Without further ado:
Cell Biology for Engineers (4 units, letter graded): to fulfill my bioengineering laboratory course requirement. It's been eons since I've been in wet lab, and while I am not thrilled, this class is reportedly fun and effective at building a practical skillset. However, the mandatory 4-hour lab block will be a sure obstacle in scheduling interviews (I hope not)
Biological Performance of Materials (4 units, letter graded): another bioengineering class. Though I semi-audited a class about mechanical testing of materials and last semester's cell and tissue engineering class had a solid amount of materials science, I've been eager to jump back into a materials course. A pal from my research lab and possibly my grad student mentor from that same lab will be taking this class as well
American Environmental and Cultural History (4 units, P/NP): most people I know completed the university American Cultures requirement as freshmen, but I've been procrastinating.

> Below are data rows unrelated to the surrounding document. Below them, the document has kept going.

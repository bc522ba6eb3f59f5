// SPDX-License-Identifier: MIT
// Copyright 2026 Roland Dreier <roland@rolandd.dev>

//! In-memory store seeded from a JSON snapshot file.
//!
//! The engine treats "fetch relevant rows" and "compute standings" as two
//! strictly separated phases; this store is the whole of phase one. Writes
//! (entry submission and review) mutate the snapshot under a lock with
//! last-write-wins per (user, date).

use crate::db::{AccountFilter, EntryFilter, LeagueStore, StoreError};
use crate::models::{Account, Challenge, ChallengeScore, Entry, EntryStatus, Team};
use chrono::NaiveDate;
use serde::{Deserialize, Serialize};
use std::fs;
use std::path::Path;
use std::sync::RwLock;

/// The full league dataset as stored on disk.
#[derive(Debug, Clone, Default, Serialize, Deserialize)]
pub struct Snapshot {
    #[serde(default)]
    pub teams: Vec<Team>,
    #[serde(default)]
    pub accounts: Vec<Account>,
    #[serde(default)]
    pub entries: Vec<Entry>,
    #[serde(default)]
    pub challenges: Vec<Challenge>,
    #[serde(default)]
    pub challenge_scores: Vec<ChallengeScore>,
}

/// Thread-safe in-memory league store.
pub struct MemoryStore {
    inner: RwLock<Snapshot>,
}

impl Default for MemoryStore {
    fn default() -> Self {
        Self::new(Snapshot::default())
    }
}

impl MemoryStore {
    pub fn new(snapshot: Snapshot) -> Self {
        Self {
            inner: RwLock::new(snapshot),
        }
    }

    /// Load a snapshot from a JSON file.
    pub fn load_from_file<P: AsRef<Path>>(path: P) -> Result<Self, StoreError> {
        let json_data =
            fs::read_to_string(path.as_ref()).map_err(|e| StoreError::Io(e.to_string()))?;
        Self::load_from_json(&json_data)
    }

    /// Load a snapshot from a JSON string.
    pub fn load_from_json(json_data: &str) -> Result<Self, StoreError> {
        let snapshot: Snapshot =
            serde_json::from_str(json_data).map_err(|e| StoreError::Parse(e.to_string()))?;
        tracing::info!(
            teams = snapshot.teams.len(),
            accounts = snapshot.accounts.len(),
            entries = snapshot.entries.len(),
            challenges = snapshot.challenges.len(),
            "Loaded league snapshot"
        );
        Ok(Self::new(snapshot))
    }

    fn read(&self) -> std::sync::RwLockReadGuard<'_, Snapshot> {
        self.inner.read().unwrap_or_else(|e| e.into_inner())
    }

    fn write(&self) -> std::sync::RwLockWriteGuard<'_, Snapshot> {
        self.inner.write().unwrap_or_else(|e| e.into_inner())
    }
}

impl LeagueStore for MemoryStore {
    fn fetch_approved_entries(&self, filter: &EntryFilter) -> Result<Vec<Entry>, StoreError> {
        let snapshot = self.read();
        Ok(snapshot
            .entries
            .iter()
            .filter(|e| e.status == EntryStatus::Approved)
            .filter(|e| filter.window.contains(e.date))
            .filter(|e| match &filter.team_id {
                Some(team_id) => e.team_id.as_deref() == Some(team_id.as_str()),
                None => true,
            })
            .filter(|e| match &filter.user_id {
                Some(user_id) => e.user_id == *user_id,
                None => true,
            })
            .cloned()
            .collect())
    }

    fn list_teams(&self) -> Result<Vec<Team>, StoreError> {
        Ok(self.read().teams.clone())
    }

    fn list_accounts(&self, filter: &AccountFilter) -> Result<Vec<Account>, StoreError> {
        let snapshot = self.read();
        Ok(snapshot
            .accounts
            .iter()
            .filter(|a| match &filter.team_id {
                Some(team_id) => a.team_id.as_deref() == Some(team_id.as_str()),
                None => true,
            })
            .filter(|a| match &filter.roles {
                Some(roles) => roles.contains(&a.role),
                None => true,
            })
            .cloned()
            .collect())
    }

    fn get_account(&self, user_id: &str) -> Result<Option<Account>, StoreError> {
        Ok(self
            .read()
            .accounts
            .iter()
            .find(|a| a.id == user_id)
            .cloned())
    }

    fn list_challenges(&self) -> Result<Vec<Challenge>, StoreError> {
        Ok(self.read().challenges.clone())
    }

    fn list_challenge_scores(&self) -> Result<Vec<ChallengeScore>, StoreError> {
        Ok(self.read().challenge_scores.clone())
    }

    fn get_entry(&self, user_id: &str, date: NaiveDate) -> Result<Option<Entry>, StoreError> {
        Ok(self
            .read()
            .entries
            .iter()
            .find(|e| e.user_id == user_id && e.date == date)
            .cloned())
    }

    fn upsert_entry(&self, entry: Entry) -> Result<(), StoreError> {
        let mut snapshot = self.write();
        match snapshot
            .entries
            .iter_mut()
            .find(|e| e.user_id == entry.user_id && e.date == entry.date)
        {
            Some(existing) => *existing = entry,
            None => snapshot.entries.push(entry),
        }
        Ok(())
    }

    fn set_entry_status(
        &self,
        user_id: &str,
        date: NaiveDate,
        status: EntryStatus,
    ) -> Result<Entry, StoreError> {
        let mut snapshot = self.write();
        let entry = snapshot
            .entries
            .iter_mut()
            .find(|e| e.user_id == user_id && e.date == date)
            .ok_or_else(|| StoreError::EntryNotFound {
                user_id: user_id.to_string(),
                date,
            })?;
        entry.status = status;
        Ok(entry.clone())
    }

    fn list_pending_entries(&self, team_id: &str) -> Result<Vec<Entry>, StoreError> {
        let snapshot = self.read();
        let mut pending: Vec<Entry> = snapshot
            .entries
            .iter()
            .filter(|e| e.status == EntryStatus::Pending)
            .filter(|e| e.team_id.as_deref() == Some(team_id))
            .cloned()
            .collect();
        pending.sort_by(|a, b| a.date.cmp(&b.date).then_with(|| a.user_id.cmp(&b.user_id)));
        Ok(pending)
    }
}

Though the prevailing opinion is to take a big, easy, introductory sociology or anthropology class for an easy A, I've been waiting to find an AC that strikes my interest and fits my schedule. Easiness be damned since I'm not taking it for a letter grade anyhow. Yes! Senioritis lives on, but for practical purposes, I'll have less time than ever this semester, and I certainly don’t want to have the burden of writing articulate, well-researched/reasoned papers!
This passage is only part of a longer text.